------ DATA EXCERPTS

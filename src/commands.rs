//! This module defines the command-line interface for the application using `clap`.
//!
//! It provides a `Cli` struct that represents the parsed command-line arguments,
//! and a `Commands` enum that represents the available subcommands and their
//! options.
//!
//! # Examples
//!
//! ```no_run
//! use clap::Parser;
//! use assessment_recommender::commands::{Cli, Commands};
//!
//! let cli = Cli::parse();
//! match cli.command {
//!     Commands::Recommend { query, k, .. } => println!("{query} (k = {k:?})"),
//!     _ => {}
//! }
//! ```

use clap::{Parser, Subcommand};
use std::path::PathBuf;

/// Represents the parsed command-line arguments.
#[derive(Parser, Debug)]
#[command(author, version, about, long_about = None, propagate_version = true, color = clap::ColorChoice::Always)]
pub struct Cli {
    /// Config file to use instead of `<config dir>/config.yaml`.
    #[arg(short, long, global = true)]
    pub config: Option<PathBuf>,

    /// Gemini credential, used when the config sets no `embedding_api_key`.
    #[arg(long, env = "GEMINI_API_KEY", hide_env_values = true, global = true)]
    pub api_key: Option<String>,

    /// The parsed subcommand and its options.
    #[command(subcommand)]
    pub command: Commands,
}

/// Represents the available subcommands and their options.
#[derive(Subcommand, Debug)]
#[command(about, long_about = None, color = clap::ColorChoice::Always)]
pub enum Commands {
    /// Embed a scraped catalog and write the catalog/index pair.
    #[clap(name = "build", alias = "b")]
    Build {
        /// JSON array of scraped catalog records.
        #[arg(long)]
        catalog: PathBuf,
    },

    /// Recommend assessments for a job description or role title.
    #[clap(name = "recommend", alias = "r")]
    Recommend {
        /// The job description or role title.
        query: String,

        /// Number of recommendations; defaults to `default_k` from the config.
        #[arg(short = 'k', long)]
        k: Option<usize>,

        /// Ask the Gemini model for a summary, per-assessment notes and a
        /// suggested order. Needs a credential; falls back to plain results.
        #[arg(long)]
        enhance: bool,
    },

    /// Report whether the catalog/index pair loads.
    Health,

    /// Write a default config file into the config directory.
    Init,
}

------------
------ DATA EXCERPTS

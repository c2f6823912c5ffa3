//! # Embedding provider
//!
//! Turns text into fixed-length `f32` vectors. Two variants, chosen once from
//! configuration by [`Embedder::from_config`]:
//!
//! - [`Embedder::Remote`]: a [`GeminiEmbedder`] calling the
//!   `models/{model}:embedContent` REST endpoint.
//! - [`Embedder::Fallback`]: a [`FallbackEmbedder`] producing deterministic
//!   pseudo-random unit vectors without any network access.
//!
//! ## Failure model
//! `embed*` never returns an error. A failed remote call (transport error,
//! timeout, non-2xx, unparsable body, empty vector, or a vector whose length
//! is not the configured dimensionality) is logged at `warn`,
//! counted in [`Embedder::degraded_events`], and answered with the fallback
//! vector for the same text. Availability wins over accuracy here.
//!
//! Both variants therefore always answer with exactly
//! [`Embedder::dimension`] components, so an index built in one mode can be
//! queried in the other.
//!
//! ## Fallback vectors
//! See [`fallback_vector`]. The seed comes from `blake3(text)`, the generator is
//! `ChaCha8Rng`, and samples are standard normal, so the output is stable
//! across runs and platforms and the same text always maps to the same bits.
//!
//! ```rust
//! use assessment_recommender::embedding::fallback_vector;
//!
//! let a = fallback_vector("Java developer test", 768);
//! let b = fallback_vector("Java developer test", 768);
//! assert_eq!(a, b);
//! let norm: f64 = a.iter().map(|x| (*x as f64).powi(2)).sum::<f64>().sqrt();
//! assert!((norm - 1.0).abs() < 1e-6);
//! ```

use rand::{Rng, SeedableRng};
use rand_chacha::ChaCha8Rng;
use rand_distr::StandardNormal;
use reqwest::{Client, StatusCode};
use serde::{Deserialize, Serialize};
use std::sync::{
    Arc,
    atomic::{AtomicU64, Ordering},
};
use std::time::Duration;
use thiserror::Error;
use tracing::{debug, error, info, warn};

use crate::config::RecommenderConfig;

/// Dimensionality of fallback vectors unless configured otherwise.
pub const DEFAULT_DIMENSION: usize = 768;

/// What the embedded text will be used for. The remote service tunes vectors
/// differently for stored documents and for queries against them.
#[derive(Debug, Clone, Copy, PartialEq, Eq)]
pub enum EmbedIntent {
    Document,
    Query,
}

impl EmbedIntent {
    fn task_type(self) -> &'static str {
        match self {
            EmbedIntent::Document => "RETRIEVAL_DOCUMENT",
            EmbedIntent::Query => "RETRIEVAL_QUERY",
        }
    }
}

------------

All lines above holding the word "derive" make up the answer; copy each one.

#[derive(Parser, Debug)]
#[derive(Subcommand, Debug)]
#[derive(Debug, Clone, Copy, PartialEq, Eq)]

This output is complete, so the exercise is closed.